Task: Filter the listing below, please, and copy only the lines with the word "confirmation".

══ The data

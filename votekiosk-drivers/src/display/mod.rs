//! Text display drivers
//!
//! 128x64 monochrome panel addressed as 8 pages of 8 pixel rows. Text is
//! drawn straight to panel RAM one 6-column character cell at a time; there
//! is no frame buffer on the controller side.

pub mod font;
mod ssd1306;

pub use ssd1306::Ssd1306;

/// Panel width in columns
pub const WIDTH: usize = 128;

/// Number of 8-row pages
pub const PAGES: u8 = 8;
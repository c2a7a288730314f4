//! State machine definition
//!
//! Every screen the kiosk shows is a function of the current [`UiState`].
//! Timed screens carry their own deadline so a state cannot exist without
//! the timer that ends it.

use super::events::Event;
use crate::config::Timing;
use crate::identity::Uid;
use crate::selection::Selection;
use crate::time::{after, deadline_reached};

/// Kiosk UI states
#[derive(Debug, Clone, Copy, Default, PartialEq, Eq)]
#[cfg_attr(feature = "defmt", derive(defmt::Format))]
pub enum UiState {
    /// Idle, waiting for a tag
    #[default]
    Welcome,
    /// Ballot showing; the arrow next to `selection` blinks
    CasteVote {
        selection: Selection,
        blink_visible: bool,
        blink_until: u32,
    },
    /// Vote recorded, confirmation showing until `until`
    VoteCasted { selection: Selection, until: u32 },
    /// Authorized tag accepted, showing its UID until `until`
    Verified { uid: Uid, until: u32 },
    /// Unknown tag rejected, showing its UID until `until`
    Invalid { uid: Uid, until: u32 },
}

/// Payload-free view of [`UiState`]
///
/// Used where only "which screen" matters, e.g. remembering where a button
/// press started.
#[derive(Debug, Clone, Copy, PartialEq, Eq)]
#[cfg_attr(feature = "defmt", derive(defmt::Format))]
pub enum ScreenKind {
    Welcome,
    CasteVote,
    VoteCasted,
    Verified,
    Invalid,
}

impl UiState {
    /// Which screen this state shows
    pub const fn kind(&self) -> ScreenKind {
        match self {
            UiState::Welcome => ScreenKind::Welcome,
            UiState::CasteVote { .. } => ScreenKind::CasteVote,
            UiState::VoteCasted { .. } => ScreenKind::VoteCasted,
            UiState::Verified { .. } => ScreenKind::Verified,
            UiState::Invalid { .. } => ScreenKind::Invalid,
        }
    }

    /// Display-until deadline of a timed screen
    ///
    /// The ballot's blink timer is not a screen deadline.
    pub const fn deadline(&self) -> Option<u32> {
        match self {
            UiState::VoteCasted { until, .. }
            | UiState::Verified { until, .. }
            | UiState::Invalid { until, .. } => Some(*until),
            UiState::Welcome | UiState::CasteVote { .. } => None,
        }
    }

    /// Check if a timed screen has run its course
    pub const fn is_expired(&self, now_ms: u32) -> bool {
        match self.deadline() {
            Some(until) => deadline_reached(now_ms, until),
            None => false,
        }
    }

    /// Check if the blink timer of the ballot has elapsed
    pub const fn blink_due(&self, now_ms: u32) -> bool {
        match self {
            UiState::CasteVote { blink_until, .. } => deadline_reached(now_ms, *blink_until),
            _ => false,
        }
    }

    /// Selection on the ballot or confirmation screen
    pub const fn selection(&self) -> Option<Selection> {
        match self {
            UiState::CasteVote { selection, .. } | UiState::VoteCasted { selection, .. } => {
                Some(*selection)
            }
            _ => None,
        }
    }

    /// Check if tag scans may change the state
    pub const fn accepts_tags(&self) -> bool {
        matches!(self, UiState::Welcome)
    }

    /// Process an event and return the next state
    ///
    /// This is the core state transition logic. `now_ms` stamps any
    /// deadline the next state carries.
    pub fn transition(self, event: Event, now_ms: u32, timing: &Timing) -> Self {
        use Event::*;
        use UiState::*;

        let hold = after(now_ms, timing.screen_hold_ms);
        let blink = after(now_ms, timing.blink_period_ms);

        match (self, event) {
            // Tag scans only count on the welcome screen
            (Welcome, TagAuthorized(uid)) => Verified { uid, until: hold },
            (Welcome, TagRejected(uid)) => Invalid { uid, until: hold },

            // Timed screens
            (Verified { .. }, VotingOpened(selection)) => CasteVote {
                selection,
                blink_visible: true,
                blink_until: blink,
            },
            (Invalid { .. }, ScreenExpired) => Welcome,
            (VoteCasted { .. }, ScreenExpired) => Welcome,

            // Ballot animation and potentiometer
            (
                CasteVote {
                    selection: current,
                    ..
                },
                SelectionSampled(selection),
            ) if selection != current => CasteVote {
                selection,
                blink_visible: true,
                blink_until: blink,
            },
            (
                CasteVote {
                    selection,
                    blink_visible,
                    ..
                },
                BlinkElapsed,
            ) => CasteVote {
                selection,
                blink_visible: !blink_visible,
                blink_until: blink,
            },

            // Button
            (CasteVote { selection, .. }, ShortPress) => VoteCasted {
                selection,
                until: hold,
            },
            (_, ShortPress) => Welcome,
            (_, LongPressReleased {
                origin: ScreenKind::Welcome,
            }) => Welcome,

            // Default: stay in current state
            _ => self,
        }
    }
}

════
══ The data

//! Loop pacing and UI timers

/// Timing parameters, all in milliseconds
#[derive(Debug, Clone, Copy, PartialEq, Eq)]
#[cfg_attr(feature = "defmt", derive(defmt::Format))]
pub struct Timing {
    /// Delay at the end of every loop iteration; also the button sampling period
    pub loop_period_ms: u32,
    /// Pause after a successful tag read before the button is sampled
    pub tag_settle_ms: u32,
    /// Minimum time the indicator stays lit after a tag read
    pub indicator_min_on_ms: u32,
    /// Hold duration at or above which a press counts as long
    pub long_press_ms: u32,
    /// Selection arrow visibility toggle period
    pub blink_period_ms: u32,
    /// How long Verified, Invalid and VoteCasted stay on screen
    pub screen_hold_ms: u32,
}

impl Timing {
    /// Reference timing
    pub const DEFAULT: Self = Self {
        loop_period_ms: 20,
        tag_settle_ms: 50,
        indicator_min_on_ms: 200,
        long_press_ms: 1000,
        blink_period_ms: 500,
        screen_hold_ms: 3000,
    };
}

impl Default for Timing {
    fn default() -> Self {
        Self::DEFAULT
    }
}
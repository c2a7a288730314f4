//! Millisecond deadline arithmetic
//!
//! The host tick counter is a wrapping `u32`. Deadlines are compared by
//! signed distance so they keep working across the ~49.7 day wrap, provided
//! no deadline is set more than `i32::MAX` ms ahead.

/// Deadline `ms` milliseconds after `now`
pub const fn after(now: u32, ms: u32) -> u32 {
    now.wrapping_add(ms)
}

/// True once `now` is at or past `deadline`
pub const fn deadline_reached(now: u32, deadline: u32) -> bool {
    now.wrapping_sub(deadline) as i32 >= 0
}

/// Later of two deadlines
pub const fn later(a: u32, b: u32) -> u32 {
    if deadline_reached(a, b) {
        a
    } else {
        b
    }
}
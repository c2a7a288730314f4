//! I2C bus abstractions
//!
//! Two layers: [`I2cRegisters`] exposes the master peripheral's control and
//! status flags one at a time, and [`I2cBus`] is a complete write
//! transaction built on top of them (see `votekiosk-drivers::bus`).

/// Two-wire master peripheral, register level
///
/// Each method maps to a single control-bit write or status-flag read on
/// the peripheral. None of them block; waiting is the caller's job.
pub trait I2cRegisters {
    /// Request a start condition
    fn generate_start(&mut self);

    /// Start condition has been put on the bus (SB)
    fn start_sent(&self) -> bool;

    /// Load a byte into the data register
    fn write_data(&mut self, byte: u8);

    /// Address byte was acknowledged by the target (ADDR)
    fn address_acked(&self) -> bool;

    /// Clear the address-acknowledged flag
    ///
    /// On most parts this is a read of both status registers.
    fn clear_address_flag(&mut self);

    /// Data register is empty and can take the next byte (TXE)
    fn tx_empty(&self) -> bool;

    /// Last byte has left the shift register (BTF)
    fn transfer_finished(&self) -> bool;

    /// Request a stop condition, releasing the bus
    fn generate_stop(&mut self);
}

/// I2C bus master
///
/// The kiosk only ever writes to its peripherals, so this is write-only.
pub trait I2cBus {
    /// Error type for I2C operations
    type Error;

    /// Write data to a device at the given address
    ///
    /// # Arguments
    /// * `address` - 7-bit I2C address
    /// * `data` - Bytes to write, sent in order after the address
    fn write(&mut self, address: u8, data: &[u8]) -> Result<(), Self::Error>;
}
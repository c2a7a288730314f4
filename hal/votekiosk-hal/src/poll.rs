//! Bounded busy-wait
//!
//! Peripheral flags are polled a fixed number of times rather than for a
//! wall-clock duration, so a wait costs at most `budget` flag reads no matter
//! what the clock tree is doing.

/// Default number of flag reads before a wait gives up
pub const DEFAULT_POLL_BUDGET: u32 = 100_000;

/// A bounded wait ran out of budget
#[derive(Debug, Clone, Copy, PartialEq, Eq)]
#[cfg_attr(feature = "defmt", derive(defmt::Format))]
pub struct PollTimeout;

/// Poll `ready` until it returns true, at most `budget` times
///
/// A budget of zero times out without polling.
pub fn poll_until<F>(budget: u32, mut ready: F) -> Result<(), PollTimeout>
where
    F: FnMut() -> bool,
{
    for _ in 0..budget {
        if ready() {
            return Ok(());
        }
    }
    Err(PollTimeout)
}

════
══ The data

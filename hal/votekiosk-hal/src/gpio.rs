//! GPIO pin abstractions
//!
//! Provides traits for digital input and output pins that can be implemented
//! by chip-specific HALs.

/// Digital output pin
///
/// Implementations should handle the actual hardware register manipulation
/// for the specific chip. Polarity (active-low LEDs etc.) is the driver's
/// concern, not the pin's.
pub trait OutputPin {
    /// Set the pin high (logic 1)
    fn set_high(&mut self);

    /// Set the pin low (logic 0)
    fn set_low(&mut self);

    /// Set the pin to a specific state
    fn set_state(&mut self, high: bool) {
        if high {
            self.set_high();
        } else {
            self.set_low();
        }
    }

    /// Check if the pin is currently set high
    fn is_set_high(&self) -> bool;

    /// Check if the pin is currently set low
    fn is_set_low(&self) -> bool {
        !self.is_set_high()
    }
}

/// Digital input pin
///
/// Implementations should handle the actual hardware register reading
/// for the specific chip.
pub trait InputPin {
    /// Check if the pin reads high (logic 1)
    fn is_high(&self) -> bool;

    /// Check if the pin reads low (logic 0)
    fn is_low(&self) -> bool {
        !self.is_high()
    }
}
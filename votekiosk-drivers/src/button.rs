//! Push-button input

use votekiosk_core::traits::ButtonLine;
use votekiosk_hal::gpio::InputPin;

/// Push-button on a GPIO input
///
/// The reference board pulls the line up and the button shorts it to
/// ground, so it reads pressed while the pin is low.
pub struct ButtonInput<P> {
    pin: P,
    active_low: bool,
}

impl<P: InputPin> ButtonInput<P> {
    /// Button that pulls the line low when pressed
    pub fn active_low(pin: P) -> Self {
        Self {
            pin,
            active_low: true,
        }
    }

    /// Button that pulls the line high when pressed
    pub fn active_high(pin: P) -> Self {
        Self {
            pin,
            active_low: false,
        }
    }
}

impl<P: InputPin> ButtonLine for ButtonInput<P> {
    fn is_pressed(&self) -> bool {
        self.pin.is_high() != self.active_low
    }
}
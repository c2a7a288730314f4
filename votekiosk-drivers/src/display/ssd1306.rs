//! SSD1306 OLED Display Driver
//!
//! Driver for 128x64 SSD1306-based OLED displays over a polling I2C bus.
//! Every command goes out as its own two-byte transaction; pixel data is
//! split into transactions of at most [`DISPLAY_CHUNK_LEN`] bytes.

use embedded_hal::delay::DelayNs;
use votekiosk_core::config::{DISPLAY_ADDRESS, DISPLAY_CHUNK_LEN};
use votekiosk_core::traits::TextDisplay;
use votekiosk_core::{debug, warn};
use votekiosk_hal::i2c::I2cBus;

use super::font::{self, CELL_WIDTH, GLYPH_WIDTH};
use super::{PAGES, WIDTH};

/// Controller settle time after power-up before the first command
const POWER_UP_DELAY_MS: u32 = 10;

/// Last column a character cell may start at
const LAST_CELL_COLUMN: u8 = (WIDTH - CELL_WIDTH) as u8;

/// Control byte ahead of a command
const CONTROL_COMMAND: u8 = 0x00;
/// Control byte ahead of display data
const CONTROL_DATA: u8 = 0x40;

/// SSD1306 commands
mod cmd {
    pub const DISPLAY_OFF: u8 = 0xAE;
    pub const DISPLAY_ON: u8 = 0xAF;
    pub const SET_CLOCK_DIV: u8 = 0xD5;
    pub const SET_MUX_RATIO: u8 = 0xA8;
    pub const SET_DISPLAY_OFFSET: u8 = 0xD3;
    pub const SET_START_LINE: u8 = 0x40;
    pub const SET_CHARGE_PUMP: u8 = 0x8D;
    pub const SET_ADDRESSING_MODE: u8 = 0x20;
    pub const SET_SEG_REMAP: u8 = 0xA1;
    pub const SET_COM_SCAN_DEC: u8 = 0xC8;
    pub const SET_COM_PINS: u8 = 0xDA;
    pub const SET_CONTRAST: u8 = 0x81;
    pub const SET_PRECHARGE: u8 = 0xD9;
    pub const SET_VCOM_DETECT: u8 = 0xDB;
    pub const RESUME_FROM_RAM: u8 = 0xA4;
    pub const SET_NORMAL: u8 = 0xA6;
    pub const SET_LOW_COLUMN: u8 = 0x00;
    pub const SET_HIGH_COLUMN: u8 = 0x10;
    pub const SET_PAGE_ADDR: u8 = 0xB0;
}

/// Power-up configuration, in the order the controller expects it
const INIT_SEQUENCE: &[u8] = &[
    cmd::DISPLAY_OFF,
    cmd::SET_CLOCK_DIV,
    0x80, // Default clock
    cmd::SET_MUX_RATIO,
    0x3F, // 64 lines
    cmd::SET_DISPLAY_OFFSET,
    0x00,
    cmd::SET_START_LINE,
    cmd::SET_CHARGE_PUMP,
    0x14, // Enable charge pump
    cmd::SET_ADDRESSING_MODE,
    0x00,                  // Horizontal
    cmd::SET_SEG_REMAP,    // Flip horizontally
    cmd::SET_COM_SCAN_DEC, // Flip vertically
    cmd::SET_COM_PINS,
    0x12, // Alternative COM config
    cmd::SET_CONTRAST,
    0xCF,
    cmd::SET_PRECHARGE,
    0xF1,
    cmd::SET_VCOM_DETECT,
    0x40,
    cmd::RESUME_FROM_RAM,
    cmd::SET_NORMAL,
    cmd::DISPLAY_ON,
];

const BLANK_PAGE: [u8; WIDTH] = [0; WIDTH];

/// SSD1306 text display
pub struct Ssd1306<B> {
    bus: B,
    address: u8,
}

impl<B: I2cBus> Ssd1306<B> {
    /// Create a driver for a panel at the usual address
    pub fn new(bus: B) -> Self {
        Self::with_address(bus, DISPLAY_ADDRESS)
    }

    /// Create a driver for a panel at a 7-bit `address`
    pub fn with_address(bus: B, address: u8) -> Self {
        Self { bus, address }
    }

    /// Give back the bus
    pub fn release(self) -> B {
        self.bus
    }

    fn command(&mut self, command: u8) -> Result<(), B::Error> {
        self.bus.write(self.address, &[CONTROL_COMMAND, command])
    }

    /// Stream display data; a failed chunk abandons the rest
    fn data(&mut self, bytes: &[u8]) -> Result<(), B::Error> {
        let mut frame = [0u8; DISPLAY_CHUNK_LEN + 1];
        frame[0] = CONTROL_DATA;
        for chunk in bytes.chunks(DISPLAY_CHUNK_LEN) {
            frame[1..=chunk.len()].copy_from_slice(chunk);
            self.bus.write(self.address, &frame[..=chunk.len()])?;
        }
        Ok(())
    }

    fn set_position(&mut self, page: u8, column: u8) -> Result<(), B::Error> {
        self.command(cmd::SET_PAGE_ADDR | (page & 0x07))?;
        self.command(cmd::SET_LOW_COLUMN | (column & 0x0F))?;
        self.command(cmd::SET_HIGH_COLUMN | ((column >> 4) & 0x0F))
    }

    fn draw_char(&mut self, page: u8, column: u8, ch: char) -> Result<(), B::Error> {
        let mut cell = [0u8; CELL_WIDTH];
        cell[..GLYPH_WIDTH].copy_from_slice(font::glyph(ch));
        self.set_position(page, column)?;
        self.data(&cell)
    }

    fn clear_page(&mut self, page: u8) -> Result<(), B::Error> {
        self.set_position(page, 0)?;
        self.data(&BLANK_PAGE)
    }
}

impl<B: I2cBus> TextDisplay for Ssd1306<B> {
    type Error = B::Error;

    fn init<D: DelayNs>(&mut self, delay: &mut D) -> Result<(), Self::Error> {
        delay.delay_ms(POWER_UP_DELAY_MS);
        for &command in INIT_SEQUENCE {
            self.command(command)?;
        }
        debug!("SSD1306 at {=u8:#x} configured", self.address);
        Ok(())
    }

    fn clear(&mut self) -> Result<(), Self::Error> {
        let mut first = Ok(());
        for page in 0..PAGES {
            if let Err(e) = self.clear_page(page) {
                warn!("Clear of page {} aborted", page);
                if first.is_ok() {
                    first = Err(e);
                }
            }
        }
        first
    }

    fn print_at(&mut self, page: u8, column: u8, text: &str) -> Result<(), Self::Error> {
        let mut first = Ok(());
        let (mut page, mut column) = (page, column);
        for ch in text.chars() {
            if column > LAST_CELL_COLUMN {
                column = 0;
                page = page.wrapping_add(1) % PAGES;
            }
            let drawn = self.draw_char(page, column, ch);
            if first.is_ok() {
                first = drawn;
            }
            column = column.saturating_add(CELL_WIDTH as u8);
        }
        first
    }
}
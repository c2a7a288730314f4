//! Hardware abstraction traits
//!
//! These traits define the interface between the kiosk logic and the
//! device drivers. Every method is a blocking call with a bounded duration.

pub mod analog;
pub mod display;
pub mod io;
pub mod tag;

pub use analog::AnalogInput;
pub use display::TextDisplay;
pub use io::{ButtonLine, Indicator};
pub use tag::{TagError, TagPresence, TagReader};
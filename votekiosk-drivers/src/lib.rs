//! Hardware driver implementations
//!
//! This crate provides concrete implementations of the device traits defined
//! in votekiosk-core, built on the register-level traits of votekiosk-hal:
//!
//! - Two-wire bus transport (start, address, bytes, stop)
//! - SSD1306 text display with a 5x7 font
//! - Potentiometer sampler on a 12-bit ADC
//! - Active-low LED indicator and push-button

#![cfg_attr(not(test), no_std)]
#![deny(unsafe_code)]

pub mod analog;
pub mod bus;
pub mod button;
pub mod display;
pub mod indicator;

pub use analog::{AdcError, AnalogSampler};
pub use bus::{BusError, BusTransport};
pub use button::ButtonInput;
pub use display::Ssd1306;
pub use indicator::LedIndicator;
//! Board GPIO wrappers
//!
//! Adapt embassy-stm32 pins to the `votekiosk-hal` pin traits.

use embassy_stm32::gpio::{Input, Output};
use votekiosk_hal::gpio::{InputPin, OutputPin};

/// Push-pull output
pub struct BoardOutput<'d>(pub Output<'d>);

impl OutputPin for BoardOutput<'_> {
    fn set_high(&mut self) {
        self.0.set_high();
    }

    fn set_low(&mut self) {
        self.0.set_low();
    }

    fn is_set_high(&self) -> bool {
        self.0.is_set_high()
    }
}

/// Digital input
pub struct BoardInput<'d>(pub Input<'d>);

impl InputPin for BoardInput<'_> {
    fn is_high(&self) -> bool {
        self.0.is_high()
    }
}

════

Output:
    /// Vote recorded, confirmation showing until `until`
    /// Selection on the ballot or confirmation screen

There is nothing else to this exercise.